I guess I got in to "this" too deep already. I hope we are both at the same page or, at the least, mature enough to handle the situation.
Sure, I know how to guard my heart. Although, I don't know why I got myself into this. There's nothing there for me, at least something I need or want (and please, don't say love). Hmmm, hold on, I remember. I'm bored being numb and whether to feel love or feel pain, is not important at the moment. What matters is that I feel -I am alive.
There is a certain thrill in not knowing what is beyond the eyesight. The imagination flashes multitudinous scenarios. Situations vary from appealing to appalling. Which among these scenarios is most likely to happen? -I dont know but I'd like to know some day as it happens.

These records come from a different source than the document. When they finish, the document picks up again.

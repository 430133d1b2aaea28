//! CLI command implementations.

pub(crate) mod candles;
pub(crate) mod ingest;
pub(crate) mod init;
pub(crate) mod ticks;

use crate::display::parse_timestamp;
use anyhow::{Context, Result, bail};
use std::path::Path;
use tickstore_lib::prelude::*;

/// Open an existing tick store and parse a closed query range.
pub(crate) fn open_for_query(db: &Path, start: &str, end: &str) -> Result<(TickStore, TimeRange)> {
    if !db.exists() {
        bail!("Database not found: {}", db.display());
    }

    let start = parse_timestamp(start).context("Invalid --start")?;
    let end = parse_timestamp(end).context("Invalid --end")?;
    let range = TimeRange::new(start, end)?;

    let store = TickStore::open(StoreConfig::new(db))
        .with_context(|| format!("Failed to open {}", db.display()))?;
    Ok((store, range))
}
//! Error types for the ingestion pipeline.

use thiserror::Error;

/// Errors that can occur while configuring or running the pipeline.
#[derive(Error, Debug)]
pub enum IngestError {
    /// Neither an explicit dump size nor any subscribed instrument was given.
    #[error("Dump size must be at least 1: set it explicitly or subscribe to at least one instrument")]
    ZeroDumpSize,

    /// The drain task has stopped and no longer accepts ticks.
    #[error("Ingestion pipeline is closed")]
    Closed,

    /// A batch could not be written. The pipeline stops on this error.
    #[error("Failed to persist batch of {batch_len} ticks: {source}")]
    Persistence {
        /// Number of ticks in the batch that was lost.
        batch_len: usize,
        /// The persister's error.
        source: Box<dyn std::error::Error + Send + Sync>,
    },

    /// The drain task panicked or was cancelled.
    #[error("Drain task failed: {0}")]
    Task(String),
}
//! JSON output format.

use serde::Serialize;
use std::io::Write;
use tickstore_aggregate::Candle;
use tickstore_types::Tick;

use crate::{FormatError, Formatter};

/// JSON output style.
#[derive(Debug, Clone, Copy, PartialEq, Eq, Default)]
pub enum JsonStyle {
    /// JSON array (standard JSON).
    #[default]
    Array,
    /// Newline-delimited JSON (NDJSON/JSONL).
    Ndjson,
}

/// JSON formatter.
#[derive(Debug, Clone, Default)]
pub struct JsonFormatter {
    /// Output style.
    style: JsonStyle,
    /// Whether to pretty-print (only for array style).
    pretty: bool,
}

impl JsonFormatter {
    /// Creates a new JSON formatter with default settings (array style).
    #[must_use]
    pub const fn new() -> Self {
        Self {
            style: JsonStyle::Array,
            pretty: false,
        }
    }

    /// Creates a new NDJSON formatter.
    #[must_use]
    pub const fn ndjson() -> Self {
        Self {
            style: JsonStyle::Ndjson,
            pretty: false,
        }
    }

    /// Sets whether to pretty-print output (array style only).
    #[must_use]
    pub const fn with_pretty(mut self, pretty: bool) -> Self {
        self.pretty = pretty;
        self
    }

    /// Sets the output style.
    #[must_use]
    pub const fn with_style(mut self, style: JsonStyle) -> Self {
        self.style = style;
        self
    }

    fn write_records<T: Serialize, W: Write>(
        &self,
        records: &[T],
        mut writer: W,
    ) -> Result<(), FormatError> {
        match self.style {
            JsonStyle::Array => {
                if self.pretty {
                    serde_json::to_writer_pretty(&mut writer, records)?;
                } else {
                    serde_json::to_writer(&mut writer, records)?;
                }
                writeln!(writer)?;
            }
            JsonStyle::Ndjson => {
                for record in records {
                    serde_json::to_writer(&mut writer, record)?;
                    writeln!(writer)?;
                }
            }
        }
        Ok(())
    }
}

impl Formatter for JsonFormatter {
    fn write_ticks<W: Write + Send>(&self, ticks: &[Tick], writer: W) -> Result<(), FormatError> {
        self.write_records(ticks, writer)
    }

    fn write_candles<W: Write + Send>(
        &self,
        candles: &[Candle],
        writer: W,
    ) -> Result<(), FormatError> {
        self.write_records(candles, writer)
    }

    fn extension(&self) -> &str {
        match self.style {
            JsonStyle::Array => "json",
            JsonStyle::Ndjson => "ndjson",
        }
    }
}
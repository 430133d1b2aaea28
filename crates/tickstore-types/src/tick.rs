//! Tick data representation.

use chrono::{DateTime, Utc};
use serde::{Deserialize, Serialize};

use crate::TickError;

/// Exchange-assigned instrument identifier.
///
/// Not unique across ticks: every update for the same instrument carries the
/// same token.
pub type InstrumentToken = u32;

/// A single last-traded-price update for an instrument.
#[derive(Debug, Clone, Copy, PartialEq, Serialize, Deserialize)]
pub struct Tick {
    /// Instrument the update belongs to.
    pub instrument_token: InstrumentToken,
    /// Source timestamp of the update (UTC).
    pub timestamp: DateTime<Utc>,
    /// Last traded price.
    pub last_price: f64,
}

impl Tick {
    /// Creates a new tick without validating the price.
    #[must_use]
    pub const fn new(
        instrument_token: InstrumentToken,
        timestamp: DateTime<Utc>,
        last_price: f64,
    ) -> Self {
        Self {
            instrument_token,
            timestamp,
            last_price,
        }
    }

    /// Creates a new tick, rejecting NaN and infinite prices.
    ///
    /// # Errors
    ///
    /// Returns [`TickError::NonFinitePrice`] if `last_price` is not finite.
    pub fn try_new(
        instrument_token: InstrumentToken,
        timestamp: DateTime<Utc>,
        last_price: f64,
    ) -> Result<Self, TickError> {
        if !last_price.is_finite() {
            return Err(TickError::NonFinitePrice {
                instrument_token,
                price: last_price,
            });
        }
        Ok(Self::new(instrument_token, timestamp, last_price))
    }

    /// Returns the timestamp as milliseconds since the Unix epoch.
    ///
    /// This is the precision ticks are persisted at.
    #[must_use]
    pub fn timestamp_millis(&self) -> i64 {
        self.timestamp.timestamp_millis()
    }

    /// Returns the start of the minute containing this tick.
    #[must_use]
    pub fn minute_bucket(&self) -> DateTime<Utc> {
        crate::truncate_to_minute(self.timestamp)
    }
}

Risking never equates to a loss or waste. In risking, it is a display of nude courage. A humbling kind of courage as I strip off all pretense that clothes me. It is humbling to be seen nude as I -possibly- would be at the spotlight of ridicule. It takes courage to be in that kind of spotlight. But I know I would not regret whatever happens nor would I blame others of my own decision or action. (To others: so don't tell me what to do and what not to do, okay?)

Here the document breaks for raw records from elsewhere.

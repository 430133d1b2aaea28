//! Candle and raw tick queries.

use chrono::{DateTime, Utc};
use rusqlite::{Connection, Row, params};
use tickstore_aggregate::{Candle, aggregate_candles};
use tickstore_types::{InstrumentToken, Tick, TimeRange};

use crate::{Result, StoreError};

/// Raw rows in storage order. The trailing sort keys reproduce the primary
/// key, which is what makes ties at equal timestamps deterministic.
const SELECT_TICKS: &str = "
    SELECT instrument_token, timestamp, price
    FROM tickdata
    WHERE instrument_token = ?1 AND timestamp >= ?2 AND timestamp <= ?3
    ORDER BY timestamp, instrument_token, price
";

/// One-minute candles computed by the engine.
///
/// The bucket expression floors towards negative infinity; `%` in SQLite
/// truncates, so the remainder is normalised first.
const SELECT_CANDLES: &str = "
    SELECT instrument_token,
           bucket,
           MIN(open)  AS open,
           MAX(price) AS high,
           MIN(price) AS low,
           MIN(close) AS close
    FROM (
        SELECT instrument_token,
               timestamp - ((timestamp % 60000) + 60000) % 60000 AS bucket,
               price,
               FIRST_VALUE(price) OVER bucket_window AS open,
               LAST_VALUE(price)  OVER bucket_window AS close
        FROM tickdata
        WHERE instrument_token = ?1 AND timestamp >= ?2 AND timestamp <= ?3
        WINDOW bucket_window AS (
            PARTITION BY instrument_token,
                         timestamp - ((timestamp % 60000) + 60000) % 60000
            ORDER BY timestamp, price
            ROWS BETWEEN UNBOUNDED PRECEDING AND UNBOUNDED FOLLOWING
        )
    )
    GROUP BY instrument_token, bucket
    ORDER BY bucket ASC
";

/// Where candle aggregation runs.
#[derive(Debug, Clone, Copy, PartialEq, Eq, Hash, Default)]
pub enum AggregationMode {
    /// The SQL engine groups and aggregates.
    #[default]
    Store,
    /// Raw rows are fetched and aggregated in process.
    Client,
}

impl AggregationMode {
    /// Returns the mode as a string identifier.
    #[must_use]
    pub const fn as_str(&self) -> &'static str {
        match self {
            Self::Store => "store",
            Self::Client => "client",
        }
    }
}

impl std::fmt::Display for AggregationMode {
    fn fmt(&self, f: &mut std::fmt::Formatter<'_>) -> std::fmt::Result {
        write!(f, "{}", self.as_str())
    }
}

/// Fetches the raw ticks of one instrument within a closed range, in storage order.
///
/// # Errors
///
/// Returns an error if the query fails or a stored timestamp is invalid.
pub fn fetch_ticks(
    conn: &Connection,
    instrument_token: InstrumentToken,
    range: &TimeRange,
) -> Result<Vec<Tick>> {
    let mut stmt = conn.prepare_cached(SELECT_TICKS)?;
    let rows = stmt.query_map(
        params![instrument_token, range.start_millis(), range.end_millis()],
        |row| {
            Ok((
                row.get::<_, InstrumentToken>(0)?,
                row.get::<_, i64>(1)?,
                row.get::<_, f64>(2)?,
            ))
        },
    )?;

    let mut ticks = Vec::new();
    for row in rows {
        let (token, millis, price) = row?;
        ticks.push(Tick::new(token, from_millis(millis)?, price));
    }
    Ok(ticks)
}

/// Computes one-minute candles for an instrument within a closed range.
///
/// Both modes produce identical output for the same stored rows. An empty
/// range yields an empty vector.
///
/// # Errors
///
/// Returns an error if the query fails or a stored timestamp is invalid.
pub fn fetch_candles(
    conn: &Connection,
    instrument_token: InstrumentToken,
    range: &TimeRange,
    mode: AggregationMode,
) -> Result<Vec<Candle>> {
    match mode {
        AggregationMode::Store => query_candles(conn, instrument_token, range),
        AggregationMode::Client => {
            let ticks = fetch_ticks(conn, instrument_token, range)?;
            Ok(aggregate_candles(ticks))
        }
    }
}

fn query_candles(
    conn: &Connection,
    instrument_token: InstrumentToken,
    range: &TimeRange,
) -> Result<Vec<Candle>> {
    let mut stmt = conn.prepare_cached(SELECT_CANDLES)?;
    let rows = stmt.query_map(
        params![instrument_token, range.start_millis(), range.end_millis()],
        candle_row,
    )?;

    let mut candles = Vec::new();
    for row in rows {
        let (token, bucket, open, high, low, close) = row?;
        candles.push(Candle::new(token, from_millis(bucket)?, open, high, low, close));
    }
    Ok(candles)
}

type CandleRow = (InstrumentToken, i64, f64, f64, f64, f64);

fn candle_row(row: &Row<'_>) -> rusqlite::Result<CandleRow> {
    Ok((
        row.get(0)?,
        row.get(1)?,
        row.get(2)?,
        row.get(3)?,
        row.get(4)?,
        row.get(5)?,
    ))
}

fn from_millis(millis: i64) -> Result<DateTime<Utc>> {
    DateTime::from_timestamp_millis(millis).ok_or(StoreError::CorruptTimestamp { millis })
}
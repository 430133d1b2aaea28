//! Output formatters for tickstore.
//!
//! - [`CsvFormatter`] - CSV or TSV
//! - [`JsonFormatter`] - JSON array or NDJSON

#![doc = include_str!("../README.md")]
#![doc(issue_tracker_base_url = "https://github.com/factordynamics/tickstore/issues/")]
#![cfg_attr(docsrs, feature(doc_cfg, doc_auto_cfg))]
#![warn(missing_docs)]
#![forbid(unsafe_code)]

mod csv;
mod formatter;
mod json;

pub use crate::csv::CsvFormatter;
pub use formatter::{FormatError, Formatter, OutputFormat};
pub use json::{JsonFormatter, JsonStyle};
//! Pipeline configuration.

use tickstore_types::InstrumentToken;

use crate::IngestError;

/// Configuration for an ingestion [`Pipeline`](crate::Pipeline).
#[derive(Debug, Clone, Default, PartialEq, Eq)]
pub struct PipelineConfig {
    /// Instruments subscribed on the stream collaborator.
    pub tokens: Vec<InstrumentToken>,
    /// Flush threshold and conduit capacity. `None` or zero means
    /// [`Self::DUMP_SIZE_PER_TOKEN`] times the number of tokens.
    pub dump_size: Option<usize>,
    /// Persist the partially filled batch when every sender has been dropped.
    /// When false the partial batch is discarded.
    pub flush_on_close: bool,
}

impl PipelineConfig {
    /// Default ticks buffered per subscribed instrument.
    pub const DUMP_SIZE_PER_TOKEN: usize = 5;

    /// Creates a configuration for the given instruments with the default dump size.
    #[must_use]
    pub fn new(tokens: impl Into<Vec<InstrumentToken>>) -> Self {
        Self {
            tokens: tokens.into(),
            ..Default::default()
        }
    }

    /// Sets an explicit dump size.
    #[must_use]
    pub const fn with_dump_size(mut self, dump_size: usize) -> Self {
        self.dump_size = Some(dump_size);
        self
    }

    /// Sets whether a partial batch is flushed when the pipeline closes.
    #[must_use]
    pub const fn with_flush_on_close(mut self, flush_on_close: bool) -> Self {
        self.flush_on_close = flush_on_close;
        self
    }

    /// Returns the effective dump size.
    ///
    /// # Errors
    ///
    /// Returns [`IngestError::ZeroDumpSize`] if no dump size is set and no
    /// tokens are subscribed.
    pub fn dump_size(&self) -> Result<usize, IngestError> {
        let size = self
            .dump_size
            .filter(|&size| size > 0)
            .unwrap_or(self.tokens.len() * Self::DUMP_SIZE_PER_TOKEN);
        if size == 0 {
            return Err(IngestError::ZeroDumpSize);
        }
        Ok(size)
    }
}

#[cfg(test)]
mod tests {
    use super::*;

    #[test]
    fn test_default_dump_size_scales_with_tokens() {
        let config = PipelineConfig::new(vec![633601, 895745]);
        assert_eq!(config.dump_size().unwrap(), 10);
    }

    #[test]
    fn test_explicit_dump_size() {
        let config = PipelineConfig::new(vec![633601]).with_dump_size(1000);
        assert_eq!(config.dump_size().unwrap(), 1000);
    }

    #[test]
    fn test_zero_dump_size_falls_back_to_default() {
        let config = PipelineConfig::new(vec![633601]).with_dump_size(0);
        assert_eq!(config.dump_size().unwrap(), 5);
    }

    #[test]
    fn test_no_tokens_and_no_dump_size_is_rejected() {
        let config = PipelineConfig::default();
        assert!(matches!(config.dump_size(), Err(IngestError::ZeroDumpSize)));
    }

    #[test]
    fn test_flush_on_close_defaults_off() {
        assert!(!PipelineConfig::new(vec![1]).flush_on_close);
        assert!(PipelineConfig::new(vec![1]).with_flush_on_close(true).flush_on_close);
    }
}
//! Ticks command implementation.

use crate::display::{Records, write_records};
use anyhow::{Context, Result};
use std::path::Path;
use tickstore_lib::prelude::*;

/// Print the stored ticks of an instrument over a closed time range, in storage order.
pub(crate) async fn ticks(
    db: &Path,
    instrument_token: InstrumentToken,
    start: &str,
    end: &str,
    format: OutputFormat,
    output: Option<&Path>,
    header: bool,
) -> Result<()> {
    let (store, range) = super::open_for_query(db, start, end)?;
    let ticks = store
        .ticks(instrument_token, range)
        .await
        .context("Tick query failed")?;

    let records = Records::Ticks(&ticks);
    tracing::info!(instrument_token, %range, count = records.len(), "ticks fetched");
    write_records(records, output, format, header)
}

It has been a difficult week between us. There is too much suspiscion and intolerance. Hokey, at least on my part. I'm at the point where I am doubting his sincerity. Is he really interested in knowing me or he's just making schemes. I've been discerning if we are friends at all, if we were then it is far being ideal. We were more like flirting and I've never been tolerant with men falling on this category. --not long enough, at the most.
In spite of the doubts I stated above, months of conversation with him kind of made me see through his guise. I saw that we were not really different. We are just the same, bruised yet enchantingly amazing seers and searchers. Afraid of the same things, burned by the same flame, hopeful of God's graces, wanting to be better. We are just the same. Thingking about it, this is the very reason why I endured the blows being the ear to his resentments, self-gratification and fantasies... hehehe.
But like I said, we are just the same. I'd like someone to hear me out but he's wearing earplugs and he is not beside me and even if he is, he may not want to listen.
It is that frustrating...sometimes.
B-): well you don't really know what i'm going through;;)08: and thats true
B-): well.. you're the first lady i met who has been adamant to get to know me
B-): to really try to delve and understand who i am
;;)08: and honestly, it isnt easy
B-): lol
;;)08: yeah
We still talk, less these days. When he gets here, I'd still want to meet him even when he brings pain. When he leaves, the pain goes too.